Henry Purcell 1
2009 marque les 350 ans de la naissance du plus grand compositeur britannique de l’âge baroque, survenue à Westminster en 1659. Retour sur quelques aspects de son oeuvre et de sa vie. Voici le premier feuilleton de notre cycle Purcell 2009.
Des puritains aux derniers Stuart
Au sommet de sa carrière, en 1688, Purcell qui a 29 ans, vit dans un pays qui a choisi de revenir à une monarchie protestante de type constitutionnel. Ce retour à l’ordre royal fait suite à deux périodes , l’une tyrannique, l’autre abusive. Celle de la rigueur puritaine de 1649 à 1659, dominée par l’intraitable Olivier Cromwell; puis celle des 2 rois (derniers) Stuart, Charles II (couronné en avril 1661, élevé dans le raffinement français auprès de Louis XIV, puis auprès de son autre cousin, Guillaume d’Orange, aux Provinces-Unies) puis Jacques II en 1685, dont les excès ont fini par user la patience de la nation. Purcell naît dans un milieu familial déjà hautement musical, son père Henry I ainsi que son oncle, Thomas, choristes à la Chapelle Royale, sont estimés et reconnus à Westminster. Samuel Pepys, célèbre pour la rédaction de son journal à partir de 1650, qui renseigne sur la vie musicale à son époque, témoigne des talents des Purcell.
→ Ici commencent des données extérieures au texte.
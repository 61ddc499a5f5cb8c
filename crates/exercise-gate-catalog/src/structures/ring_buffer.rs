// crates/exercise-gate-catalog/src/structures/ring_buffer.rs
// ============================================================================
// Module: Ring Buffer
// Description: Fixed-capacity circular buffer that overwrites its oldest entry.
// Purpose: Back the `ring-buffer` topic.
// Dependencies: none
// ============================================================================

//! ## Overview
//! A fixed slot array with a read index and a count. Writes never fail: once
//! the buffer is full the oldest element is evicted and handed back.

/// Circular FIFO buffer; writing to a full buffer evicts the oldest element.
#[derive(Debug, Clone)]
pub struct RingBuffer<T> {
    /// Slots; `None` marks a free slot.
    slots: Vec<Option<T>>,
    /// Index of the oldest element.
    read: usize,
    /// Number of stored elements.
    count: usize,
}

impl<T> RingBuffer<T> {
    /// Creates an empty buffer with `capacity` slots.
    #[must_use]
    pub fn with_capacity(capacity: usize) -> Self {
        let mut slots = Vec::with_capacity(capacity);
        slots.resize_with(capacity, || None);
        Self {
            slots,
            read: 0,
            count: 0,
        }
    }

    /// Writes an element, returning the evicted oldest element when full.
    ///
    /// A zero-capacity buffer evicts every element immediately.
    pub fn enqueue(&mut self, value: T) -> Option<T> {
        let capacity = self.slots.len();
        if capacity == 0 {
            return Some(value);
        }
        if self.count == capacity {
            let evicted = self.slots[self.read].replace(value);
            self.read = (self.read + 1) % capacity;
            return evicted;
        }
        let write = (self.read + self.count) % capacity;
        self.slots[write] = Some(value);
        self.count += 1;
        None
    }

    /// Removes and returns the oldest element.
    pub fn dequeue(&mut self) -> Option<T> {
        if self.count == 0 {
            return None;
        }
        let value = self.slots[self.read].take();
        self.read = (self.read + 1) % self.slots.len();
        self.count -= 1;
        value
    }

    /// Number of stored elements.
    #[must_use]
    pub const fn count(&self) -> usize {
        self.count
    }

    /// Returns true when no elements are stored.
    #[must_use]
    pub const fn is_empty(&self) -> bool {
        self.count == 0
    }

    /// Returns true when every slot is occupied.
    #[must_use]
    pub const fn is_full(&self) -> bool {
        self.count == self.slots.len()
    }
}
Avec l’avènement des Stuart sur le trône, les plaisirs du théâtre et de la musique peuvent enfin refaire surface. Les puritains avaient aboli toute représentation si elle n’était pas morale. La salle des masques de Whitehall est même détruite en 1645. Pourtant l’activité musicale des anglais, pendant la tyrannie puritaine n’avait pas cessé: elle s’était seulement déplacée de la sphère publique et urbaine, vers le foyer privé où règne le broken consort, ensemble de violes, avec luth et clavecin, à géométrie variable, selon le nombre de musiciens de la maisonnée.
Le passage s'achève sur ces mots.